USA v. Mark Sleboda
Filing
NOT PRECEDENTIAL OPINION Coram: HARDIMAN, KRAUSE, Circuit Judges, and *STENGEL, District Judge. Total Pages: 3. Judge: KRAUSE Authoring. (*The Honorable Lawrence F. Stengel, United States District Judge for the Eastern District of Pennsylvania, sitting by designation.)
Case: 16-2885
Document: 003112633312
Page: 1
Date Filed: 05/24/2017
NOT PRECEDENTIAL
UNITED STATES COURT OF APPEALS
FOR THE THIRD CIRCUIT
___________
No. 16-2885
___________
UNITED STATES OF AMERICA
v.
MARK SLEBODA,
Appellant
____________________________________
On Appeal from the United States District Court
for the Middle District of Pennsylvania
(M.D. Pa. No. 3-06-cr-00385-004)
District Judge: Honorable Edwin M. Kosik
____________________________________
Submitted Under Third Circuit L.A.R. 34.1(a)
on March 10, 2017
Before: HARDIMAN and KRAUSE, Circuit Judges, and STENGEL, District Judge.

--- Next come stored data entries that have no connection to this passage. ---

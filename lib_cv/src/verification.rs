use std::fmt;

use log::debug;
use opencv::core::Mat;

use crate::board::Board;
use crate::calibration::Intrinsics;
use crate::config::{DetectionConfig, Thresholds};
use crate::detection::DetectionResult;
use crate::dictionary::resolve;
use crate::error::{Error, Result};
use crate::pose::{PoseEstimate, solve_pose};

/// Почему кадр не прошёл проверку.
#[derive(Debug, Clone, Copy, PartialEq, Eq)]
pub enum FrameFailure {
    NoDetection,
    MissingIntrinsics,
    PoseSolveFailure,
    Thresholds,
}

impl FrameFailure {
    pub fn as_error(&self) -> Option<Error> {
        match self {
            FrameFailure::NoDetection => Some(Error::NoDetection),
            FrameFailure::PoseSolveFailure => Some(Error::PoseSolveFailure),
            FrameFailure::MissingIntrinsics | FrameFailure::Thresholds => None,
        }
    }
}

#[derive(Debug, Clone)]
pub struct FrameReport {
    pub name: String,
    pub dictionary_used: Option<i32>,
    pub marker_count: usize,
    pub charuco_count: usize,
    pub pose: PoseEstimate,
    pub passed: bool,
    pub failure: Option<FrameFailure>,
}

impl fmt::Display for FrameReport {
    fn fmt(&self, f: &mut fmt::Formatter<'_>) -> fmt::Result {
        let dict = self
            .dictionary_used
            .map(|d| d.to_string())
            .unwrap_or_else(|| "-".to_string());
        write!(
            f,
            "{} | dict={} | markers={}, charuco={} | pose={}",
            self.name,
            dict,
            self.marker_count,
            self.charuco_count,
            if self.pose.ok { "OK" } else { "FAIL" }
        )?;
        if let Some(err) = self.pose.reproj_error_px {
            write!(f, ", reproj_err={:.3}px", err)?;
        }
        Ok(())
    }
}

/// Результат проверки одного кадра вместе с доской, на которой он был найден.
pub struct FrameEvaluation<'a> {
    pub detection: DetectionResult,
    pub board: Option<&'a Board>,
    pub report: FrameReport,
}

/// Полная проверка кадра: поиск доски среди `boards`, поза, ошибка репроекции и решение
/// по порогам.
///
/// `config` отвечает только за то, считается ли доска найденной. Порог углов для
/// прохождения проверки задаёт `thresholds`, поэтому гейт детекции должен быть не строже.
pub fn evaluate_frame<'a>(
    name: &str,
    gray: &Mat,
    boards: &'a [Board],
    config: &DetectionConfig,
    intrinsics: Option<&Intrinsics>,
    thresholds: &Thresholds,
) -> Result<FrameEvaluation<'a>> {
    let Some(resolution) = resolve(gray, boards, config)? else {
        debug!("{}: доска не найдена", name);
        return Ok(FrameEvaluation {
            detection: DetectionResult::default(),
            board: None,
            report: FrameReport {
                name: name.to_string(),
                dictionary_used: None,
                marker_count: 0,
                charuco_count: 0,
                pose: PoseEstimate::failed(),
                passed: false,
                failure: Some(FrameFailure::NoDetection),
            },
        });
    };

    let dictionary_id = resolution.dictionary_id();
    let detection = resolution.detection;
    let pose = solve_pose(&detection, resolution.board, intrinsics)?;
    let charuco_count = detection.charuco_count();
    let passed = thresholds.passes(
        charuco_count,
        pose.ok,
        pose.reproj_error_px.unwrap_or(f64::INFINITY),
    );
    let failure = if passed {
        None
    } else if intrinsics.is_none() {
        Some(FrameFailure::MissingIntrinsics)
    } else if !pose.ok {
        Some(FrameFailure::PoseSolveFailure)
    } else {
        Some(FrameFailure::Thresholds)
    };

    let report = FrameReport {
        name: name.to_string(),
        dictionary_used: Some(dictionary_id),
        marker_count: detection.marker_count(),
        charuco_count,
        pose,
        passed,
        failure,
    };
    Ok(FrameEvaluation {
        detection,
        board: Some(resolution.board),
        report,
    })
}

/// Итог по всем кадрам.
#[derive(Debug, Clone, Copy, Default, PartialEq, Eq)]
pub struct Tally {
    pub passed: usize,
    pub total: usize,
}

impl Tally {
    pub fn record(&mut self, report: &FrameReport) {
        self.total += 1;
        if report.passed {
            self.passed += 1;
        }
    }
}

#[cfg(test)]
mod tests {
    use opencv::core::{CV_8UC1, Scalar, Size};
    use opencv::prelude::*;

    use super::*;
    use crate::board::{BoardSpec, make_board};
    use crate::config::PipelineConfig;
    use crate::dictionary::candidate_boards;
    use crate::synthetic::{BoardPose, render_view};

    fn boards(spec: &BoardSpec) -> Vec<Board> {
        candidate_boards(spec, &DetectionConfig::default().candidates).unwrap()
    }

    #[test]
    fn blank_frame_is_recorded_as_failure() {
        let blank =
            Mat::new_rows_cols_with_default(480, 640, CV_8UC1, Scalar::all(255.0)).unwrap();
        let boards = boards(&BoardSpec::default());
        let evaluation = evaluate_frame(
            "blank.png",
            &blank,
            &boards,
            &DetectionConfig::default(),
            None,
            &Thresholds::default(),
        )
        .unwrap();
        assert!(!evaluation.report.passed);
        assert_eq!(evaluation.report.failure, Some(FrameFailure::NoDetection));
        assert!(matches!(
            evaluation.report.failure.and_then(|f| f.as_error()),
            Some(Error::NoDetection)
        ));
        assert!(evaluation.board.is_none());
    }

    #[test]
    fn detection_without_intrinsics_fails_verdict() {
        let spec = BoardSpec::default();
        let image = make_board(&spec).unwrap().render(60, 40).unwrap();
        let boards = boards(&spec);
        let evaluation = evaluate_frame(
            "flat.png",
            &image,
            &boards,
            &DetectionConfig::default(),
            None,
            &Thresholds::default(),
        )
        .unwrap();
        assert!(evaluation.detection.success);
        assert!(!evaluation.report.pose.ok);
        assert_eq!(
            evaluation.report.failure,
            Some(FrameFailure::MissingIntrinsics)
        );
        assert!(evaluation.report.to_string().contains("pose=FAIL"));
    }

    #[test]
    fn lowered_corner_threshold_passes_small_board() {
        // 5x4 клетки: 12 углов, меньше порога детекции для калибровки
        let spec = BoardSpec {
            squares_x: 5,
            squares_y: 4,
            ..BoardSpec::default()
        };
        let boards = boards(&spec);
        let camera = Intrinsics::new(1000.0, 1000.0, 640.0, 480.0);
        let pose = BoardPose::centered(&boards[0], [0.1, -0.1, 0.0], 0.6).unwrap();
        let image = render_view(&boards[0], &camera, Size::new(1280, 960), &pose).unwrap();
        let thresholds = Thresholds {
            min_charuco: 10,
            ..Thresholds::default()
        };

        let strict = evaluate_frame(
            "small.png",
            &image,
            &boards,
            &DetectionConfig::default(),
            Some(&camera),
            &thresholds,
        )
        .unwrap();
        assert_eq!(strict.report.failure, Some(FrameFailure::NoDetection));

        let config = PipelineConfig {
            thresholds,
            ..PipelineConfig::verification()
        };
        let evaluation = evaluate_frame(
            "small.png",
            &image,
            &boards,
            &config.verification_detection(),
            Some(&camera),
            &thresholds,
        )
        .unwrap();
        let report = &evaluation.report;
        assert!(report.charuco_count >= 10 && report.charuco_count <= 12);
        assert!(report.pose.ok);
        assert!(report.passed, "{}", report);
        assert_eq!(report.failure, None);
    }

    #[test]
    fn tally_counts_passes() {
        let mut tally = Tally::default();
        let mut report = FrameReport {
            name: "a".into(),
            dictionary_used: None,
            marker_count: 0,
            charuco_count: 0,
            pose: PoseEstimate::failed(),
            passed: true,
            failure: None,
        };
        tally.record(&report);
        report.passed = false;
        tally.record(&report);
        assert_eq!(tally, Tally { passed: 1, total: 2 });
    }
}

(Opinion filed: May 24, 2017)
OPINION**
The Honorable Lawrence F. Stengel, United States District Judge for the Eastern
District of Pennsylvania, sitting by designation.
**
This disposition is not an opinion of the full Court and pursuant to I.O.P. 5.7
does not constitute binding precedent.
Case: 16-2885
Document: 003112633312
Page: 2
Date Filed: 05/24/2017
KRAUSE, Circuit Judge.
Appellant Mark Sleboda appeals the revocation of his supervised release and the
resulting ten-month sentence imposed. Because he has now completed his sentence, we
will dismiss his appeal as moot.
Sleboda’s underlying criminal sentence began in 2010, when the District Court
sentenced him to forty-two months’ imprisonment and three years’ supervised release for
violations of federal controlled substances laws. Sleboda completed his term of
imprisonment in 2013 and commenced his period of supervised release. Before
Sleboda’s supervised release period concluded, however, the District Court’s Probation
Office filed a petition for revocation, citing instances of continued controlled substances
possession. Sleboda admitted to some of the possession charges at the revocation
hearing, and the District Court proceeded to revoke his supervised release and to sentence
him to ten months’ additional imprisonment. Sleboda timely appealed.1
On appeal, Sleboda’s counsel moves to withdraw pursuant to Anders v. California,
386 U.S. 738 (1967), but both he and the Government contend that, because Sleboda has
completed his ten-month sentence, his appeal is now moot. That contention rests on the
constitutional requirement that where, as here, a previously incarcerated individual
challenges the validity and terms of the judgment against him, “some concrete and
continuing injury other than the now-ended incarceration” must exist for the individual’s
1
The District Court had jurisdiction under 18 U.S.C. §§ 3231 and 3565, and we
ordinarily would have jurisdiction to review its final order under 28 U.S.C. § 1291. We
lack that jurisdiction here, however, for the reasons stated below.
2
Case: 16-2885
Document: 003112633312
Page: 3
Date Filed: 05/24/2017
challenge to present a live case or controversy. Spencer v. Kemna, 523 U.S. 1, 7 (1998).
If such an injury does not exist, then the case is moot and we must dismiss it for lack of
jurisdiction. See id.
Of course, collateral consequences flow from a criminal conviction, and thus a
challenge to a conviction is not moot when the convict completes his term of
incarceration. Id. at 8. But we do not likewise presume collateral consequences to flow
from a supervised release revocation, United States v. Huff, 703 F.3d 609, 611-12 (3d Cir.
2013), and, even if a revocation could be used against a previously incarcerated
individual in a future proceeding, that possible consequence is “a possibility rather than a
certainty or even a probability” and does not provide a ground for federal jurisdiction,
Spencer, 523 U.S. at 14-16.
Such is the case here. Sleboda has completed his sentence, and he cannot claim
collateral consequences based on the possibility that his revocation will be used to his
detriment in a future proceeding. Id. His appeal is therefore moot, and we lack
jurisdiction to proceed further. See id. at 7.
For the foregoing reasons, we will dismiss this appeal.